Thousands of displaced Venezuelans are sleeping in crowded shelters or outside without access to clean water amid dismal sanitary conditions following the June 24 earthquakes, which officials say killed at least 2,295 and left more than 11,000 injured.
Aid workers have warned that the aftermath of the earthquakes has developed into a major medical crisis that, unless quickly brought under control, will claim more lives in the coming days and weeks. The emergency has exposed Venezuela's chronic shortage of doctors, the result of years of economic crisis, underfunding, and emigration.
“The issue we foresee just around the corner is the infections that patients who have been exposed to the disaster for the longest time might bring,” said Eugenio Cova, the head of the trauma unit at Hospital del Oeste Dr José Gregorio Hernández in Caracas, the capital. “We’ve already gone through a period of complex trauma, which will continue to occur, but now it’s complicated by infections."
Aid workers also warn that extensive damage to infrastructure could fuel disease outbreaks in the hardest-hit communities.
“It’s very hot, and there’s a lot of concern about potential vector-borne diseases,” said Veronique Durroux, the U.N. humanitarian agency spokesperson for Latin America and the Caribbean. “Waste management is an issue. Debris management, when you see the scale of devastation, it’s very concerning.”
Many who lived through the disaster were running desperately short on food.
As the death toll mounted, Venezuela's interim president Delcy Rodriguez declared seven days of mourning, saying the country's "soul is torn apart by the human losses."
Tens of thousands of people remain unaccounted for.

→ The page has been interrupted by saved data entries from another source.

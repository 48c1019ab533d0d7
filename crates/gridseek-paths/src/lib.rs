//! Step-driven path search on occupancy grids.
//!
//! This crate provides three interchangeable strategies over a
//! [`GridMap`](gridseek_core::GridMap) with one start and one target:
//!
//! - **BFS** ([`Bfs`]): FIFO frontier, always finds a shortest path
//! - **Greedy** ([`Greedy`]): frontier re-sorted by Manhattan distance to the
//!   target before every expansion; fast to reach the target but not optimal
//! - **A\*** ([`Astar`]): open list re-sorted by `g + h`, no closed set
//!
//! Searches run incrementally. Each call to [`Search::advance`] expands one
//! frontier cell and returns a [`SearchStatus`], so a driver can observe or
//! animate progress and stop whenever it likes. After
//! [`SearchStatus::Found`], [`Search::reconstruct_path`] yields the route.
//!
//! | Strategy | Ledger | Path walk |
//! |---|---|---|
//! | [`Bfs`], [`Greedy`] | [`StepMap`] | step values, [`neighbors::TRACE_ORDER`] |
//! | [`Astar`] | [`ScoreMap`] | parent pointers |
//!
//! Neighbors are always expanded in [`neighbors::EXPANSION_ORDER`]
//! (up, down, left, right).

mod astar;
mod bfs;
mod distance;
mod engine;
mod error;
mod greedy;
pub mod neighbors;
pub mod reconstruct;
mod scoremap;
mod stepmap;
#[cfg(test)]
mod testutil;
mod traits;

pub use astar::Astar;
pub use bfs::Bfs;
pub use distance::manhattan;
pub use engine::{Method, ParseMethodError, SearchEngine};
pub use error::SearchError;
pub use greedy::Greedy;
pub use scoremap::{Score, ScoreMap};
pub use stepmap::{StepMap, UNVISITED};
pub use traits::{Search, SearchStatus};
//! Shared pieces of the gridseek demo: random maps and text rendering.

use std::fmt::Write as _;

use gridseek_core::{CellState, GridMap, Point};
use gridseek_paths::Search;
use rand::{Rng, RngExt};

/// Default map width, matching the bordered map files.
pub const WIDTH: i32 = 30;
/// Default map height, matching the bordered map files.
pub const HEIGHT: i32 = 20;

/// Fill a fresh `width` × `height` map with walls at random, each cell
/// becoming a wall with probability `wall_pct` percent.
pub fn random_map(rng: &mut impl Rng, width: i32, height: i32, wall_pct: u32) -> GridMap {
    GridMap::with_walls(width, height, |_| rng.random_range(0..100) < wall_pct)
}

/// What to print inside visited cells.
#[derive(Debug, Clone, Copy, PartialEq, Eq)]
pub enum Layer {
    /// Distance from the start (`g` for A*).
    Steps,
    /// A* estimate `f = g + h`; empty for other strategies.
    Estimate,
}

/// Render `map` with the search's ledger and an optional path overlay.
///
/// Each cell takes four columns: walls are `###`, the endpoints `S` and
/// `T`, path cells `*`, cells still in the frontier are marked with `+`.
pub fn render(map: &GridMap, search: &dyn Search, path: Option<&[Point]>, layer: Layer) -> String {
    let frontier = search.frontier();
    let mut out = String::new();
    for y in 0..map.height() {
        for x in 0..map.width() {
            let p = Point::new(x, y);
            let on_path = path.is_some_and(|path| path.contains(&p));
            let label = match map.cell(p) {
                Some(CellState::Wall) => "###".to_string(),
                Some(CellState::Start) => "S".to_string(),
                Some(CellState::Target) => "T".to_string(),
                _ if on_path => "*".to_string(),
                _ => match cell_value(search, p, layer) {
                    Some(v) if frontier.contains(&p) => format!("+{v}"),
                    Some(v) => v.to_string(),
                    None => ".".to_string(),
                },
            };
            let _ = write!(out, "{label:>4}");
        }
        out.push('\n');
    }
    out
}

fn cell_value(search: &dyn Search, p: Point, layer: Layer) -> Option<i32> {
    match layer {
        Layer::Steps => search.current_step(p).ok().flatten(),
        Layer::Estimate => search.current_score(p).ok().flatten().map(|s| s.f()),
    }
}

#[cfg(test)]
mod tests {
    use super::*;
    use gridseek_core::maptext;
    use gridseek_paths::{Method, SearchEngine};
    use rand::SeedableRng;
    use rand::rngs::SmallRng;

    #[test]
    fn random_map_respects_extremes() {
        let mut rng = SmallRng::seed_from_u64(1);
        assert_eq!(random_map(&mut rng, 6, 4, 0).wall_count(), 0);
        assert_eq!(random_map(&mut rng, 6, 4, 100).wall_count(), 24);
    }

    #[test]
    fn render_marks_path_and_steps() {
        let map = maptext::parse("S.#\n..T").unwrap();
        let mut engine = SearchEngine::new(&map, Method::Bfs);
        engine.run(None).unwrap();
        let path = engine.reconstruct_path().unwrap().unwrap();
        let text = render(&map, &engine, Some(&path), Layer::Steps);
        let lines: Vec<&str> = text.lines().collect();
        assert_eq!(lines.len(), 2);
        assert_eq!(lines[0], "   S   * ###");
        assert_eq!(lines[1], "   1   *   T");
    }

    #[test]
    fn render_estimate_layer() {
        let map = maptext::parse("S.T").unwrap();
        let mut engine = SearchEngine::new(&map, Method::Astar);
        engine.advance().unwrap();
        let text = render(&map, &engine, None, Layer::Estimate);
        // (1,0) has g = 1, h = 1 and is still open
        assert_eq!(text, "   S  +2   T\n");
    }

    #[test]
    fn bundled_maze_contrasts_strategies() {
        let mut map = maptext::parse_bordered(include_str!("../maps/maze.txt"), WIDTH, HEIGHT);
        map.set_start(Point::new(0, 0)).unwrap();
        map.set_target(Point::new(WIDTH - 1, HEIGHT - 1)).unwrap();
        let mut lengths = Vec::new();
        for method in Method::ALL {
            let mut engine = SearchEngine::new(&map, method);
            engine.run(None).unwrap();
            let path = engine.reconstruct_path().unwrap().unwrap();
            lengths.push(path.len() - 1);
        }
        assert_eq!(lengths, vec![150, 152, 150]);
    }
}
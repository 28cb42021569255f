//! Input validation primitives.

use std::path::{Component, Path};

use crate::error::{Error, Result};

/// Require a string to be non-empty after trimming.
///
/// Returns a reference to the trimmed string on success.
pub fn require_non_empty<'a>(value: &'a str, field: &str, message: &str) -> Result<&'a str> {
    let trimmed = value.trim();
    if trimmed.is_empty() {
        Err(Error::validation_invalid_argument(field, message, None, None))
    } else {
        Ok(trimmed)
    }
}

/// Require a non-empty value that names exactly one directory entry.
///
/// Separators, `.`, `..` and absolute or prefixed paths are rejected, so the
/// value can be joined onto a base path without leaving it.
pub fn require_dir_name<'a>(value: &'a str, field: &str) -> Result<&'a str> {
    let name = require_non_empty(value, field, "Cannot be empty")?;

    let mut components = Path::new(name).components();
    match (components.next(), components.next()) {
        (Some(Component::Normal(part)), None) if part == name => Ok(name),
        _ => Err(Error::validation_invalid_argument(
            field,
            "Must be a single directory name",
            Some(name.to_string()),
            None,
        )),
    }
}
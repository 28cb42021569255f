//! Template selection.
//!
//! Picks the template directory to mirror, or none for the built-in skeleton.
//! A name that does not exist on disk falls back to the built-in skeleton
//! without a warning.

use std::path::{Path, PathBuf};

use serde::Serialize;

use crate::local_files::FileSystem;

use super::TemplateRequest;

#[derive(Debug, Clone, PartialEq, Eq, Serialize)]
pub struct ResolvedTemplate {
    pub name: String,
    pub path: PathBuf,
}

fn present(name: Option<&str>) -> Option<&str> {
    name.map(str::trim).filter(|n| !n.is_empty())
}

/// Choose a template name.
///
/// With `built_in_only`, the configured default is ignored and only an
/// explicit name can win. Otherwise the explicit name takes precedence over
/// the default. Either way the candidate must satisfy `exists`.
pub fn resolve<F>(
    explicit: Option<&str>,
    default: Option<&str>,
    built_in_only: bool,
    exists: F,
) -> Option<String>
where
    F: Fn(&str) -> bool,
{
    let candidate = if built_in_only {
        present(explicit)
    } else {
        present(explicit).or(present(default))
    };

    candidate.filter(|name| exists(name)).map(str::to_string)
}

/// Resolve a request against the templates installed under `templates_root`.
pub fn resolve_in(
    fs: &dyn FileSystem,
    templates_root: &Path,
    request: &TemplateRequest,
) -> Option<ResolvedTemplate> {
    let name = resolve(
        request.template_name.as_deref(),
        request.default_template_name.as_deref(),
        request.built_in_only,
        |name| fs.dir_exists(&templates_root.join(name)),
    )?;

    Some(ResolvedTemplate {
        path: templates_root.join(&name),
        name,
    })
}
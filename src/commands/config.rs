use clap::{Args, Subcommand};
use serde::Serialize;

use packsmith::defaults::{self, PacksmithConfig};

use super::CmdResult;

#[derive(Args)]
pub struct ConfigArgs {
    #[command(subcommand)]
    command: ConfigCommand,
}

#[derive(Subcommand)]
enum ConfigCommand {
    /// Print the configuration `new` and `template` run with
    Show {
        /// Ignore packsmith.json and print the built-in defaults
        #[arg(long)]
        builtin: bool,
    },
    /// Print where packsmith.json is read from
    Path,
}

/// Where the shown configuration came from.
#[derive(Debug, Serialize, PartialEq, Eq)]
#[serde(tag = "kind", rename_all = "snake_case")]
pub enum ConfigSource {
    Builtin,
    File { path: String },
}

#[derive(Debug, Serialize)]
#[serde(tag = "command")]
pub enum ConfigOutput {
    #[serde(rename = "config.show")]
    Show {
        source: ConfigSource,
        /// Templates directory after `~` expansion.
        templates_root: String,
        config: PacksmithConfig,
    },
    #[serde(rename = "config.path")]
    Path { path: String, exists: bool },
}

pub fn run(args: ConfigArgs) -> CmdResult<ConfigOutput> {
    let output = match args.command {
        ConfigCommand::Show { builtin } => show(builtin)?,
        ConfigCommand::Path => ConfigOutput::Path {
            path: defaults::config_path()?,
            exists: defaults::config_exists(),
        },
    };

    Ok((output, 0))
}

/// A malformed packsmith.json fails here instead of falling back silently.
fn show(builtin: bool) -> packsmith::Result<ConfigOutput> {
    let loaded = if builtin {
        None
    } else {
        defaults::load_config_from_file()?
    };

    let source = match loaded {
        Some(_) => ConfigSource::File {
            path: defaults::config_path()?,
        },
        None => ConfigSource::Builtin,
    };
    let config = loaded.unwrap_or_default();

    Ok(ConfigOutput::Show {
        source,
        templates_root: config.defaults.templates_root()?.display().to_string(),
        config,
    })
}
//! Generic utility primitives with zero domain knowledge.
//!
//! - `template` - `[[Token]]` rendering
//! - `validation` - Input validation helpers

pub mod template;
pub mod validation;
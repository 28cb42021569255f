use serde::{Deserialize, Serialize};
use std::fs;
use std::path::PathBuf;

use crate::paths;

/// Root configuration structure for packsmith.json
#[derive(Debug, Clone, Serialize, Deserialize, Default)]
pub struct PacksmithConfig {
    #[serde(default)]
    pub defaults: Defaults,
}

/// All configurable defaults that can be overridden via packsmith.json
#[derive(Debug, Clone, Serialize, Deserialize, Default)]
pub struct Defaults {
    /// Template used by `new` when no `--template` is given.
    #[serde(default, skip_serializing_if = "Option::is_none")]
    pub default_template_name: Option<String>,

    /// Where installed templates live. `~` is expanded.
    #[serde(default, skip_serializing_if = "Option::is_none")]
    pub templates_dir: Option<String>,

    #[serde(default)]
    pub encoding: EncodingConfig,
}

/// Which generated files are written with a UTF-8 byte-order mark.
#[derive(Debug, Clone, Serialize, Deserialize)]
pub struct EncodingConfig {
    /// Glob patterns matched against the file name.
    #[serde(default = "default_bom_patterns")]
    pub bom_patterns: Vec<String>,
}

impl Default for EncodingConfig {
    fn default() -> Self {
        Self {
            bom_patterns: default_bom_patterns(),
        }
    }
}

// =============================================================================
// Default value functions
// =============================================================================

fn default_bom_patterns() -> Vec<String> {
    vec!["*.ps1".to_string(), "*.psm1".to_string()]
}

impl Defaults {
    /// Resolve the templates root, honoring a configured override.
    pub fn templates_root(&self) -> crate::Result<PathBuf> {
        match self.templates_dir.as_deref().map(str::trim) {
            Some(dir) if !dir.is_empty() => {
                Ok(PathBuf::from(shellexpand::tilde(dir).into_owned()))
            }
            _ => paths::templates(),
        }
    }
}

// =============================================================================
// Loading functions
// =============================================================================

/// Load defaults, merging file config with built-in defaults.
/// If packsmith.json is missing or invalid, silently returns built-in defaults.
pub fn load_defaults() -> Defaults {
    load_config().defaults
}

/// Load the full packsmith.json config, falling back to defaults on any error.
pub fn load_config() -> PacksmithConfig {
    match load_config_from_file() {
        Ok(Some(config)) => config,
        Ok(None) => PacksmithConfig::default(),
        Err(err) => {
            tracing::debug!("Ignoring packsmith.json: {}", err.message);
            PacksmithConfig::default()
        }
    }
}

/// Attempt to load config from packsmith.json file.
///
/// Returns `Ok(None)` when the file does not exist.
pub fn load_config_from_file() -> crate::Result<Option<PacksmithConfig>> {
    let path = paths::packsmith_json()?;

    if !path.exists() {
        return Ok(None);
    }

    let content = fs::read_to_string(&path).map_err(|e| {
        crate::Error::internal_io(e.to_string(), Some(format!("read {}", path.display())))
    })?;

    parse_config(&content, &path.display().to_string()).map(Some)
}

pub fn parse_config(content: &str, origin: &str) -> crate::Result<PacksmithConfig> {
    serde_json::from_str(content).map_err(|e| crate::Error::config_invalid_json(origin, e))
}

/// Get the path to packsmith.json (for display purposes)
pub fn config_path() -> crate::Result<String> {
    Ok(paths::packsmith_json()?.display().to_string())
}

/// Check if packsmith.json exists
pub fn config_exists() -> bool {
    paths::packsmith_json()
        .map(|p| p.exists())
        .unwrap_or(false)
}
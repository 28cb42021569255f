use std::fs;
use std::path::{Path, PathBuf};

use walkdir::WalkDir;

use crate::error::{Error, Result};

/// UTF-8 byte-order mark as written at the start of `Utf8Bom` files.
const UTF8_BOM: &[u8] = &[0xEF, 0xBB, 0xBF];

/// Text encoding used when writing generated files.
#[derive(Debug, Clone, Copy, PartialEq, Eq, serde::Serialize)]
#[serde(rename_all = "snake_case")]
pub enum TextEncoding {
    /// UTF-8 without a byte-order mark.
    Utf8,
    /// UTF-8 prefixed with a byte-order mark.
    Utf8Bom,
}

impl TextEncoding {
    pub fn encode(&self, content: &str) -> Vec<u8> {
        match self {
            TextEncoding::Utf8 => content.as_bytes().to_vec(),
            TextEncoding::Utf8Bom => {
                let mut bytes = Vec::with_capacity(UTF8_BOM.len() + content.len());
                bytes.extend_from_slice(UTF8_BOM);
                bytes.extend_from_slice(content.as_bytes());
                bytes
            }
        }
    }
}

/// Entry returned from directory listing
#[derive(Debug, Clone)]
pub struct Entry {
    pub path: PathBuf,
    pub is_dir: bool,
}

/// Trait for file system operations used by scaffolding and validation.
///
/// Recursive listings include the root itself (for directories) and are
/// returned in a stable, name-sorted, depth-first order.
pub trait FileSystem {
    fn current_dir(&self) -> Result<PathBuf>;
    fn dir_exists(&self, path: &Path) -> bool;
    fn read(&self, path: &Path) -> Result<String>;
    fn write(&self, path: &Path, content: &str, encoding: TextEncoding) -> Result<()>;
    fn list(&self, dir: &Path) -> Result<Vec<Entry>>;
    fn list_dirs_recursive(&self, root: &Path) -> Result<Vec<PathBuf>>;
    fn list_files_recursive(&self, root: &Path) -> Result<Vec<PathBuf>>;
    fn ensure_dir(&self, dir: &Path) -> Result<()>;
    fn delete_dir(&self, dir: &Path) -> Result<()>;
}

/// Local filesystem implementation
pub struct LocalFs;

impl LocalFs {
    pub fn new() -> Self {
        Self
    }

    fn walk(&self, root: &Path, want_dirs: bool) -> Result<Vec<PathBuf>> {
        let mut result = Vec::new();
        // Links are classified by their target; a cycle surfaces as a walk error.
        for entry in WalkDir::new(root).follow_links(true).sort_by_file_name() {
            let entry = entry.map_err(|e| {
                Error::internal_io(e.to_string(), Some(format!("walk {}", root.display())))
            })?;
            let file_type = entry.file_type();
            if (want_dirs && file_type.is_dir()) || (!want_dirs && file_type.is_file()) {
                result.push(entry.into_path());
            }
        }
        Ok(result)
    }
}

impl Default for LocalFs {
    fn default() -> Self {
        Self::new()
    }
}

impl FileSystem for LocalFs {
    fn current_dir(&self) -> Result<PathBuf> {
        std::env::current_dir()
            .map_err(|e| Error::internal_io(e.to_string(), Some("current directory".to_string())))
    }

    fn dir_exists(&self, path: &Path) -> bool {
        path.is_dir()
    }

    fn read(&self, path: &Path) -> Result<String> {
        let content = fs::read_to_string(path).map_err(|e| {
            if e.kind() == std::io::ErrorKind::NotFound {
                Error::internal_io(
                    format!("File not found: {}", path.display()),
                    Some("read file".to_string()),
                )
            } else {
                Error::internal_io(e.to_string(), Some("read file".to_string()))
            }
        })?;

        // Encoding is decided on write; never carry a source BOM into content.
        Ok(match content.strip_prefix('\u{feff}') {
            Some(stripped) => stripped.to_string(),
            None => content,
        })
    }

    fn write(&self, path: &Path, content: &str, encoding: TextEncoding) -> Result<()> {
        // Atomic write: write to temp file, then rename
        let parent = path.parent().ok_or_else(|| {
            Error::internal_io(
                format!("Invalid path: {}", path.display()),
                Some("write file".to_string()),
            )
        })?;

        let filename = path.file_name().ok_or_else(|| {
            Error::internal_io(
                format!("Invalid path: {}", path.display()),
                Some("write file".to_string()),
            )
        })?;

        let tmp_path = parent.join(format!("{}.tmp", filename.to_string_lossy()));

        fs::write(&tmp_path, encoding.encode(content))
            .map_err(|e| Error::internal_io(e.to_string(), Some("write temp file".to_string())))?;

        fs::rename(&tmp_path, path)
            .map_err(|e| Error::internal_io(e.to_string(), Some("rename temp file".to_string())))?;

        Ok(())
    }

    fn list(&self, dir: &Path) -> Result<Vec<Entry>> {
        if !dir.exists() {
            return Ok(Vec::new());
        }

        let entries = fs::read_dir(dir)
            .map_err(|e| Error::internal_io(e.to_string(), Some("list directory".to_string())))?;

        let mut result = Vec::new();
        for entry in entries.flatten() {
            let path = entry.path();
            let is_dir = path.is_dir();
            result.push(Entry { path, is_dir });
        }
        result.sort_by(|a, b| a.path.cmp(&b.path));

        Ok(result)
    }

    fn list_dirs_recursive(&self, root: &Path) -> Result<Vec<PathBuf>> {
        self.walk(root, true)
    }

    fn list_files_recursive(&self, root: &Path) -> Result<Vec<PathBuf>> {
        self.walk(root, false)
    }

    fn ensure_dir(&self, dir: &Path) -> Result<()> {
        if !dir.exists() {
            fs::create_dir_all(dir).map_err(|e| {
                Error::internal_io(e.to_string(), Some("create directory".to_string()))
            })?;
        }
        Ok(())
    }

    fn delete_dir(&self, dir: &Path) -> Result<()> {
        if !dir.exists() {
            return Ok(());
        }

        fs::remove_dir_all(dir)
            .map_err(|e| Error::internal_io(e.to_string(), Some("delete directory".to_string())))
    }
}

The majority of collapsed buildings in the hardest-hit city of La Guaira, just north of Caracas, have been marked with the letter 'D' for 'deceased' – a sign they had been searched and showed no signs of life.
"Time isn't wasted in a place where there is no expectation of recovering people alive," said Javier Rodes, the coordinator of a Spanish rescue team whose sniffer dog Nala searched in vain through the rubble for traces of life.
There have been miracle survivors, such as a three-year-old boy found alive Tuesday, six days after Venezuela's most powerful quake in over a century.
But experts say trapped victims are unlikely to survive more than 72 hours after an earthquake.
Venezuela's National Assembly President Jorge Rodriguez said that deaths had risen to 2,295, and more than 11,000 people were injured.
He said almost 13,000 people had been left homeless.
The United Nations estimates 50,000 people are missing.
Fears of disease outbreaks were also rising.
World Health Organization spokesman Christian Lindmeier said health services in Venezuela were under "extreme pressure."
"There's an increased risk now of outbreaks of vaccine-preventable diseases" such as measles and diphtheria, due to low pre-earthquake vaccination coverage, he said.
The UN refugee agency said it needed $14.9 million to scale up aid and temporary shelter for 30,000 people over six months.
The quakes likely damaged or destroyed 58,870 buildings, according to a preliminary assessment of satellite data published by NASA.